Exercise details: Reproduce all the data, character for character.

________________________

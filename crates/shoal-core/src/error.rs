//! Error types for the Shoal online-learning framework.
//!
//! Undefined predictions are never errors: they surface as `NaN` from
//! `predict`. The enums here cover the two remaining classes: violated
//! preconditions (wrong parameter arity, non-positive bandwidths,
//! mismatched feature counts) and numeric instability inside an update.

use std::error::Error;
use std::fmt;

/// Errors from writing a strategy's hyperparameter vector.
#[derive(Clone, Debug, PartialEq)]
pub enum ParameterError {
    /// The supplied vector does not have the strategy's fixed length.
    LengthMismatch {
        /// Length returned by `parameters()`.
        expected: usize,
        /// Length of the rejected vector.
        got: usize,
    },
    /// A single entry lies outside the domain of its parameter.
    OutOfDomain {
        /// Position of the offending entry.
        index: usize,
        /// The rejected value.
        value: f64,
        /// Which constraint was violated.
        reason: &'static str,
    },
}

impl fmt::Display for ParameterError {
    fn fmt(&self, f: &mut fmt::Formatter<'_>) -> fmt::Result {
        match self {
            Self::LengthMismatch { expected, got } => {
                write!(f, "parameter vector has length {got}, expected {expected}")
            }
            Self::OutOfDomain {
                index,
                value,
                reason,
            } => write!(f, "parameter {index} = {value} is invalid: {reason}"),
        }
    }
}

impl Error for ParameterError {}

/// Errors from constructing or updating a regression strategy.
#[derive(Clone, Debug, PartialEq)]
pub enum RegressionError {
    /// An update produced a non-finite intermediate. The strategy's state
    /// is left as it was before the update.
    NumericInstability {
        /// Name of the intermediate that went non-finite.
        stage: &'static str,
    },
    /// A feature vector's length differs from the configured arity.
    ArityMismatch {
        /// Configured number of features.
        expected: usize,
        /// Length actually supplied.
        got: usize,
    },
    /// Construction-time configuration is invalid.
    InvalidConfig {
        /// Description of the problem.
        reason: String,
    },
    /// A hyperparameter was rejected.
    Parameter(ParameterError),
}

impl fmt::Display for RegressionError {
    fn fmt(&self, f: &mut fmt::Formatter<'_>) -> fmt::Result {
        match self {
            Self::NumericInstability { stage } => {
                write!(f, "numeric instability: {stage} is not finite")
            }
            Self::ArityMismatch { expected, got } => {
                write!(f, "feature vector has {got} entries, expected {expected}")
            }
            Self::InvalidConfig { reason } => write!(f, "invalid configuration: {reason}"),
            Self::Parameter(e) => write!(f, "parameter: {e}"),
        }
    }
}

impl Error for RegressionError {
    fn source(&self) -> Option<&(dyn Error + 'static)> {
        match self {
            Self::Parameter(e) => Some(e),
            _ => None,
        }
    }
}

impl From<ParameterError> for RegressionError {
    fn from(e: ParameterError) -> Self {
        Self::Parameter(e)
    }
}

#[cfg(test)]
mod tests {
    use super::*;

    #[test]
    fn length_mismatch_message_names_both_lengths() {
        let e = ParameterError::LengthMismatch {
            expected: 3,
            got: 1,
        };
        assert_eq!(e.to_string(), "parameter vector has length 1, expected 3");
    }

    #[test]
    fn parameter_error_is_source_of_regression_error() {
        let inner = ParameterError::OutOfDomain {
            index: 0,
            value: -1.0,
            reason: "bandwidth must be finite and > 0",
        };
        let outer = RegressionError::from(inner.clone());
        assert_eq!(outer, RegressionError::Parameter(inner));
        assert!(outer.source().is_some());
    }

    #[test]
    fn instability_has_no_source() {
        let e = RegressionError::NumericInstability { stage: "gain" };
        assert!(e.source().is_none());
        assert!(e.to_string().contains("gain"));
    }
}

________________________

Response below:
filename crates/shoal-core/src/error.rs
//! Error types for the Shoal online-learning framework.
//!
//! Undefined predictions are never errors: they surface as `NaN` from
//! `predict`. The enums here cover the two remaining classes: violated
//! preconditions (wrong parameter arity, non-positive bandwidths,
//! mismatched feature counts) and numeric instability inside an update.

use std::error::Error;
use std::fmt;

/// Errors from writing a strategy's hyperparameter vector.
#[derive(Clone, Debug, PartialEq)]
pub enum ParameterError {
    /// The supplied vector does not have the strategy's fixed length.
    LengthMismatch {
        /// Length returned by `parameters()`.
        expected: usize,
        /// Length of the rejected vector.
        got: usize,
    },
    /// A single entry lies outside the domain of its parameter.
    OutOfDomain {
        /// Position of the offending entry.
        index: usize,
        /// The rejected value.
        value: f64,
        /// Which constraint was violated.
        reason: &'static str,
    },
}

impl fmt::Display for ParameterError {
    fn fmt(&self, f: &mut fmt::Formatter<'_>) -> fmt::Result {
        match self {
            Self::LengthMismatch { expected, got } => {
                write!(f, "parameter vector has length {got}, expected {expected}")
            }
            Self::OutOfDomain {
                index,
                value,
                reason,
            } => write!(f, "parameter {index} = {value} is invalid: {reason}"),
        }
    }
}

impl Error for ParameterError {}

/// Errors from constructing or updating a regression strategy.
#[derive(Clone, Debug, PartialEq)]
pub enum RegressionError {
    /// An update produced a non-finite intermediate. The strategy's state
    /// is left as it was before the update.
    NumericInstability {
        /// Name of the intermediate that went non-finite.
        stage: &'static str,
    },
    /// A feature vector's length differs from the configured arity.
    ArityMismatch {
        /// Configured number of features.
        expected: usize,
        /// Length actually supplied.
        got: usize,
    },
    /// Construction-time configuration is invalid.
    InvalidConfig {
        /// Description of the problem.
        reason: String,
    },
    /// A hyperparameter was rejected.
    Parameter(ParameterError),
}

impl fmt::Display for RegressionError {
    fn fmt(&self, f: &mut fmt::Formatter<'_>) -> fmt::Result {
        match self {
            Self::NumericInstability { stage } => {
                write!(f, "numeric instability: {stage} is not finite")
            }
            Self::ArityMismatch { expected, got } => {
                write!(f, "feature vector has {got} entries, expected {expected}")
            }
            Self::InvalidConfig { reason } => write!(f, "invalid configuration: {reason}"),
            Self::Parameter(e) => write!(f, "parameter: {e}"),
        }
    }
}

impl Error for RegressionError {
    fn source(&self) -> Option<&(dyn Error + 'static)> {
        match self {
            Self::Parameter(e) => Some(e),
            _ => None,
        }
    }
}

impl From<ParameterError> for RegressionError {
    fn from(e: ParameterError) -> Self {
        Self::Parameter(e)
    }
}

#[cfg(test)]
mod tests {
    use super::*;

    #[test]
    fn length_mismatch_message_names_both_lengths() {
        let e = ParameterError::LengthMismatch {
            expected: 3,
            got: 1,
        };
        assert_eq!(e.to_string(), "parameter vector has length 1, expected 3");
    }

    #[test]
    fn parameter_error_is_source_of_regression_error() {
        let inner = ParameterError::OutOfDomain {
            index: 0,
            value: -1.0,
            reason: "bandwidth must be finite and > 0",
        };
        let outer = RegressionError::from(inner.clone());
        assert_eq!(outer, RegressionError::Parameter(inner));
        assert!(outer.source().is_some());
    }

    #[test]
    fn instability_has_no_source() {
        let e = RegressionError::NumericInstability { stage: "gain" };
        assert!(e.source().is_none());
        assert!(e.to_string().contains("gain"));
    }
}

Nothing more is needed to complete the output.